Search code examples
rdataframelapplycoercion

How to coerce multiple columns for multiple data.frames as character in R?


I want to coerce all columns for multiple data.frames to character in order to rbind them later. The problem is I can't create the appropriate function to use it within lapply.

# Fake dataset
set.seed(123)
A = as.data.frame(matrix(sample(c('NA',1:10),10*10,T),10))
B = as.data.frame(matrix(sample(c('NA',LETTERS[1:10]),10*10,T),10))
C = as.data.frame(matrix(sample(c('NA',letters[1:10]),10*10,T),10))
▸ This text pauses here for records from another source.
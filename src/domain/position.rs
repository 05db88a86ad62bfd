//! Position lifecycle: a position is opened once and closed at most once.

use chrono::NaiveDate;

use super::error::WalkforwardError;

/// Relative tolerance applied to the trigger comparison so that a move of
/// exactly `trigger_pct` fires despite rounding in the division.
const TRIGGER_TOLERANCE: f64 = 1e-12;

#[derive(Debug, Clone, Copy, PartialEq, Eq)]
pub enum Direction {
    Long,
    Short,
}

impl Direction {
    pub fn opposite(self) -> Self {
        match self {
            Direction::Long => Direction::Short,
            Direction::Short => Direction::Long,
        }
    }
}

#[derive(Debug, Clone, Copy, PartialEq, Eq)]
pub enum PositionStatus {
    Open,
    Closed,
}

#[derive(Debug, Clone, Copy, PartialEq, Eq)]
pub enum ExitReason {
    /// Price moved at least `trigger_pct` away from entry.
    Trigger,
    /// `hold_time` trading days elapsed.
    HoldTime,
    /// A signal in the opposite direction fired.
    Reversal,
}

/// Which forced exit is reported when both fire on the same day.
#[derive(Debug, Clone, Copy, PartialEq, Eq, Default)]
pub enum ExitPrecedence {
    #[default]
    TriggerFirst,
    HoldTimeFirst,
}

impl ExitPrecedence {
    pub fn parse(s: &str) -> Option<Self> {
        match s.trim().to_lowercase().as_str() {
            "trigger" | "trigger_first" => Some(ExitPrecedence::TriggerFirst),
            "hold_time" | "holdtime" | "hold_time_first" => Some(ExitPrecedence::HoldTimeFirst),
            _ => None,
        }
    }
}

/// Validated fields for opening a position.
#[derive(Debug, Clone, PartialEq)]
pub struct PositionSpec {
    pub ticker: String,
    pub direction: Direction,
    pub entry_date: NaiveDate,
    pub entry_day: usize,
    pub entry_price: f64,
    pub shares: u64,
    pub hold_time: usize,
    pub trigger_pct: f64,
}

#[derive(Debug, Clone, PartialEq)]
pub struct Position {
    id: u64,
    ticker: String,
    direction: Direction,
    entry_date: NaiveDate,
    entry_day: usize,
    entry_price: f64,
    shares: u64,
    hold_time: usize,
    trigger_pct: f64,
    status: PositionStatus,
    current_value: f64,
}

impl Position {
    pub fn open(id: u64, spec: PositionSpec) -> Result<Self, WalkforwardError> {
        if !spec.entry_price.is_finite() || spec.entry_price <= 0.0 {
            return Err(WalkforwardError::Database {
                reason: format!(
                    "{} {}: entry price must be positive, got {}",
                    spec.ticker, spec.entry_date, spec.entry_price
                ),
            });
        }
        let current_value = spec.shares as f64 * spec.entry_price;
        Ok(Position {
            id,
            ticker: spec.ticker,
            direction: spec.direction,
            entry_date: spec.entry_date,
            entry_day: spec.entry_day,
            entry_price: spec.entry_price,
            shares: spec.shares,
            hold_time: spec.hold_time,
            trigger_pct: spec.trigger_pct,
            status: PositionStatus::Open,
            current_value,
        })
    }

    pub fn id(&self) -> u64 {
        self.id
    }

    pub fn ticker(&self) -> &str {
        &self.ticker
    }

    pub fn direction(&self) -> Direction {
        self.direction
    }

    pub fn entry_date(&self) -> NaiveDate {
        self.entry_date
    }

    pub fn entry_day(&self) -> usize {
        self.entry_day
    }

    pub fn entry_price(&self) -> f64 {
        self.entry_price
    }

    pub fn shares(&self) -> u64 {
        self.shares
    }

    pub fn hold_time(&self) -> usize {
        self.hold_time
    }

    pub fn trigger_pct(&self) -> f64 {
        self.trigger_pct
    }

    pub fn status(&self) -> PositionStatus {
        self.status
    }

    pub fn is_open(&self) -> bool {
        self.status == PositionStatus::Open
    }

    /// Cash debited when the position was opened.
    pub fn cost(&self) -> f64 {
        self.shares as f64 * self.entry_price
    }

    /// Value most recently computed by [`Position::mark`].
    pub fn current_value(&self) -> f64 {
        self.current_value
    }

    /// Direction-adjusted value at `price`. A short holds its entry cost in
    /// escrow and gains what the price loses.
    pub fn value_at(&self, price: f64) -> f64 {
        let shares = self.shares as f64;
        match self.direction {
            Direction::Long => shares * price,
            Direction::Short => shares * (2.0 * self.entry_price - price),
        }
    }

    /// Re-values the position at today's price and caches the result.
    pub fn mark(&mut self, price: f64) -> f64 {
        self.current_value = self.value_at(price);
        self.current_value
    }

    /// True when `|price - entry| / entry >= trigger_pct`, in either direction.
    pub fn at_trigger_point(&self, price: f64) -> bool {
        let moved = (price - self.entry_price).abs() / self.entry_price;
        moved + TRIGGER_TOLERANCE >= self.trigger_pct
    }

    /// True once `hold_time` trading days have passed since entry.
    pub fn hold_expired(&self, day: usize) -> bool {
        day >= self.entry_day + self.hold_time
    }

    pub fn exit_reason(
        &self,
        price: f64,
        day: usize,
        precedence: ExitPrecedence,
    ) -> Option<ExitReason> {
        let trigger = self.at_trigger_point(price);
        let expired = self.hold_expired(day);
        match (trigger, expired, precedence) {
            (true, true, ExitPrecedence::HoldTimeFirst) => Some(ExitReason::HoldTime),
            (true, _, _) => Some(ExitReason::Trigger),
            (false, true, _) => Some(ExitReason::HoldTime),
            (false, false, _) => None,
        }
    }

    /// Closes the position at `price`. Fails if it is already closed.
    pub fn sell(
        &mut self,
        price: f64,
        exit_date: NaiveDate,
        exit_day: usize,
        reason: ExitReason,
    ) -> Result<ClosedTrade, WalkforwardError> {
        if self.status == PositionStatus::Closed {
            return Err(WalkforwardError::InvalidStateTransition { id: self.id });
        }

        let proceeds = self.value_at(price);
        self.status = PositionStatus::Closed;
        self.current_value = 0.0;

        Ok(ClosedTrade {
            id: self.id,
            ticker: self.ticker.clone(),
            direction: self.direction,
            shares: self.shares,
            entry_price: self.entry_price,
            exit_price: price,
            entry_date: self.entry_date,
            exit_date,
            holding_days: exit_day.saturating_sub(self.entry_day),
            proceeds,
            pnl: proceeds - self.cost(),
            reason,
        })
    }
}

#[derive(Debug, Clone, PartialEq)]
pub struct ClosedTrade {
    pub id: u64,
    pub ticker: String,
    pub direction: Direction,
    pub shares: u64,
    pub entry_price: f64,
    pub exit_price: f64,
    pub entry_date: NaiveDate,
    pub exit_date: NaiveDate,
    pub holding_days: usize,
    pub proceeds: f64,
    pub pnl: f64,
    pub reason: ExitReason,
}

#[cfg(test)]
mod tests {
    use super::*;

    fn entry_date() -> NaiveDate {
        NaiveDate::from_ymd_opt(2017, 1, 5).unwrap()
    }

    fn spec(direction: Direction) -> PositionSpec {
        PositionSpec {
            ticker: "aapl".into(),
            direction,
            entry_date: entry_date(),
            entry_day: 10,
            entry_price: 100.0,
            shares: 50,
            hold_time: 5,
            trigger_pct: 0.03,
        }
    }

    fn long() -> Position {
        Position::open(1, spec(Direction::Long)).unwrap()
    }

    fn short() -> Position {
        Position::open(2, spec(Direction::Short)).unwrap()
    }

    #[test]
    fn open_starts_at_cost() {
        let pos = long();
        assert!(pos.is_open());
        assert!((pos.cost() - 5000.0).abs() < f64::EPSILON);
        assert!((pos.current_value() - 5000.0).abs() < f64::EPSILON);
    }

    #[test]
    fn open_rejects_bad_price() {
        let mut bad = spec(Direction::Long);
        bad.entry_price = 0.0;
        match Position::open(1, bad) {
            Err(WalkforwardError::Database { reason }) => {
                assert!(reason.contains("entry price must be positive"));
            }
            other => panic!("expected Database error, got {other:?}"),
        }
    }

    #[test]
    fn trigger_point_three_percent() {
        let pos = long();
        assert!(pos.at_trigger_point(97.0));
        assert!(pos.at_trigger_point(103.0));
        assert!(pos.at_trigger_point(90.0));
        assert!(pos.at_trigger_point(110.0));
        assert!(!pos.at_trigger_point(98.5));
        assert!(!pos.at_trigger_point(102.9));
    }

    #[test]
    fn trigger_is_symmetric_for_shorts() {
        let pos = short();
        assert!(pos.at_trigger_point(97.0));
        assert!(pos.at_trigger_point(103.0));
        assert!(!pos.at_trigger_point(101.0));
    }

    #[test]
    fn hold_expires_after_hold_time_days() {
        let pos = long();
        assert!(!pos.hold_expired(14));
        assert!(pos.hold_expired(15));
        assert!(pos.hold_expired(16));
    }

    #[test]
    fn long_value_tracks_price() {
        let mut pos = long();
        assert!((pos.mark(110.0) - 5500.0).abs() < 1e-9);
        assert!((pos.current_value() - 5500.0).abs() < 1e-9);
        assert!((pos.value_at(90.0) - pos.cost() + 500.0).abs() < 1e-9);
    }

    #[test]
    fn short_value_moves_inversely() {
        let mut pos = short();
        assert!((pos.mark(90.0) - 5500.0).abs() < 1e-9);
        assert!((pos.value_at(110.0) - pos.cost() + 500.0).abs() < 1e-9);
        assert!((pos.value_at(100.0) - pos.cost()).abs() < 1e-9);
    }

    #[test]
    fn exit_reason_prefers_trigger_by_default() {
        let pos = long();
        assert_eq!(
            pos.exit_reason(97.0, 15, ExitPrecedence::TriggerFirst),
            Some(ExitReason::Trigger)
        );
        assert_eq!(
            pos.exit_reason(97.0, 15, ExitPrecedence::HoldTimeFirst),
            Some(ExitReason::HoldTime)
        );
        assert_eq!(
            pos.exit_reason(100.0, 15, ExitPrecedence::TriggerFirst),
            Some(ExitReason::HoldTime)
        );
        assert_eq!(
            pos.exit_reason(97.0, 11, ExitPrecedence::HoldTimeFirst),
            Some(ExitReason::Trigger)
        );
        assert_eq!(pos.exit_reason(100.0, 11, ExitPrecedence::TriggerFirst), None);
    }

    #[test]
    fn sell_closes_once() {
        let mut pos = long();
        let exit = NaiveDate::from_ymd_opt(2017, 1, 12).unwrap();
        let trade = pos.sell(104.0, exit, 15, ExitReason::Trigger).unwrap();

        assert_eq!(pos.status(), PositionStatus::Closed);
        assert!((trade.proceeds - 5200.0).abs() < 1e-9);
        assert!((trade.pnl - 200.0).abs() < 1e-9);
        assert_eq!(trade.holding_days, 5);
        assert_eq!(trade.reason, ExitReason::Trigger);

        match pos.sell(104.0, exit, 15, ExitReason::HoldTime) {
            Err(WalkforwardError::InvalidStateTransition { id }) => assert_eq!(id, 1),
            other => panic!("expected InvalidStateTransition, got {other:?}"),
        }
    }

    #[test]
    fn short_sell_realizes_inverse_pnl() {
        let mut pos = short();
        let trade = pos
            .sell(95.0, entry_date(), 12, ExitReason::Reversal)
            .unwrap();
        assert!((trade.pnl - 250.0).abs() < 1e-9);
        assert!((trade.proceeds - 5250.0).abs() < 1e-9);
    }

    #[test]
    fn exit_precedence_parse() {
        assert_eq!(ExitPrecedence::parse("trigger"), Some(ExitPrecedence::TriggerFirst));
        assert_eq!(ExitPrecedence::parse("HOLD_TIME"), Some(ExitPrecedence::HoldTimeFirst));
        assert_eq!(ExitPrecedence::parse("random"), None);
    }
}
In principle, this task should be as simple as:

target = list(A, B, C)
lapply(target, function(x) {
  x <- as.character(x)
}) -> df

But, when I run str(df), I get this:

List of 3
 $ : chr [1:10] "c(\"2\", \"2\", \"9\", \"1\", \"5\", \"10\", \"4\", \"3\", \"5\", \"8\")" "c(\"9\", \"10\", \"4\", \"2\", \"10\", \"8\", \"8\", \"8\", \"2\", \"7\")" "c(\"9\", \"6\", \"9\", \"8\", \"2\", \"3\", \"NA\", \"10\", \"6\", \"4\")" "c(\"9\", \"6\", \"8\", \"8\", \"9\", \"6\", \"10\", \"4\", \"6\", \"4\")" ...
 $ : chr [1:10] "c(\"G\", \"B\", \"G\", \"NA\", \"F\", \"J\", \"F\", \"F\", \"I\", \"E\")" "c(\"F\", \"J\", \"I\", \"D\", \"E\", \"G\", \"D\", \"F\", \"J\", \"C\")" "c(\"B\", \"H\", \"F\", \"E\", \"I\", \"H\", \"F\", \"A\", \"B\", \"G\")" "c(\"C\", \"F\", \"C\", \"NA\", \"G\", \"C\", \"H\", \"G\", \"E\", \"J\")" ...
 $ : chr [1:10] "c(\"h\", \"h\", \"d\", \"f\", \"e\", \"j\", \"NA\", \"i\", \"i\", \"NA\")" "c(\"i\", \"

Next try is with:

lapply(target, function(x,i) {
    x[,i] <- as.character(x[,i])
return(x)}) -> df

This returns 3 data.frames as expected but the str is not what I want (partial output for first data.frame):

 $ :'data.frame':       10 obs. of  10 variables:
  ..$ V1 : chr [1:10] "c(\"2\", \"2\", \"9\", \"1\", \"5\", \"10\", \"4\", \"3\", \"5\", \"8\")" "c(\"9\", \"10\", \"4\", \"2\", \"10\", \"8\", \"8\", \"8\", \"2\", \"7\")" "c(\"9\", \"6\", \"9\", \"8\", \"2\", \"3\", \"NA\", \"10\", \"6\", \"4\")" "c(\"9\", \"6\", \"8\", \"8\", \"9\", \"6\", \"10\", \"4\", \"6\", \"4\")" ...
  ..$ V2 : chr [1:10] "c(\"2\", \"2\", \"9\", \"1\", \"5\", \"10\", \"4\", \"3\", \"5\", \"8\")" "c(\"9\", \"10\", \"4\", \"2\", \"10\", \"8\", \"8\", \"8\", \"2\", \"7\")" "c(\"9\", \"6\", \"9\", \"8\", \"2\", \"3\", \"NA\", \"10\", \"6\", \"4\")" "c(\"9\", \"6\", \"8\", \"8\", \"9\", \"6\", \"10\", \"4\", \"6\", \"4\")" ...
  ..$ V3 : chr [1:10] "c(\"2\", \"2\", \"9\", \"1\", \"5\", \"10\", \"4\", \"3\", \"5\", \"8\")" "c(\"9\", \"10\", \"4\", \"2\", \"10\", \"8\", \"8\", \"8\", \"2\", \"7\")" "c(\"9\", \"6\", \"9\", \"8\", \"2\", \"3\", \"NA\", \"10\", \"6\", \"4\")" "c(\"9\", \"6\", \"8\", \"8\", \"9\", \"6\", \"10\", \"4\", \"6\", \"4\")" ...
  ..$ V4 : chr [1:10] "c(\"2\", \"2\", \"9\", \"1\", \"5\", \"10\", \"4\", \"3\", \"5\

So basically I'm stuck and I don't know what else I can do so any advice will be much appreciated.


Solution

  • You must coerce the columns of each data.frame to character one by one.

    lapply(target, function(x) {
      x[] <- lapply(x, as.character)
      x
    }) -> target
    
    df <- do.call(rbind, target)